##### SUPPLIED INFORMATION

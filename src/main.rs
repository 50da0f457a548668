//! request-shield demo server.
//!
//! Serves a small echo application behind the full security stack:
//!
//! ```text
//! client ─▶ request id ─▶ trace ─▶ timeout ─▶ rate limit ─▶ cookies ─▶ session ─▶ csrf ─▶ handler
//! ```

use std::path::PathBuf;

use clap::Parser;
use tokio::net::TcpListener;

use request_shield::config::{load_config, ShieldConfig};
use request_shield::observability::{logging, metrics};
use request_shield::HttpServer;

#[derive(Parser, Debug)]
#[command(name = "request-shield", version, about = "HTTP request security demo server")]
struct Args {
    /// Path to a TOML configuration file. Defaults are used when omitted.
    #[arg(short, long)]
    config: Option<PathBuf>,
}

#[tokio::main]
async fn main() -> Result<(), Box<dyn std::error::Error>> {
    let args = Args::parse();

    let config = match &args.config {
        Some(path) => load_config(path)?,
        None => ShieldConfig::default(),
    };

    logging::init_logging(&config.observability);
    tracing::info!("request-shield v{} starting", env!("CARGO_PKG_VERSION"));

    tracing::info!(
        config_path = ?args.config,
        bind_address = %config.listener.bind_address,
        rate_limit_enabled = config.rate_limit.enabled,
        csrf_enabled = config.csrf.enabled,
        request_timeout_secs = config.timeouts.request_secs,
        "Configuration loaded"
    );

    if config.app_key == ShieldConfig::default().app_key {
        tracing::warn!("Running with the placeholder app_key; set a secret key in production");
    }

    if config.observability.metrics_enabled {
        match config.observability.metrics_address.parse() {
            Ok(addr) => metrics::init_metrics(addr),
            Err(_) => tracing::error!(
                metrics_address = %config.observability.metrics_address,
                "Failed to parse metrics address"
            ),
        }
    }

    let listener = TcpListener::bind(&config.listener.bind_address).await?;
    tracing::info!(address = %listener.local_addr()?, "Listening for connections");

    HttpServer::new(config).run(listener).await?;

    tracing::info!("Shutdown complete");
    Ok(())
}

##########

**DIRECTIONS FOR THIS TASK**
Filter the lines above, keeping and copying those that contain "demo".

**THE ANSWER**
//! request-shield demo server.
#[command(name = "request-shield", version, about = "HTTP request security demo server")]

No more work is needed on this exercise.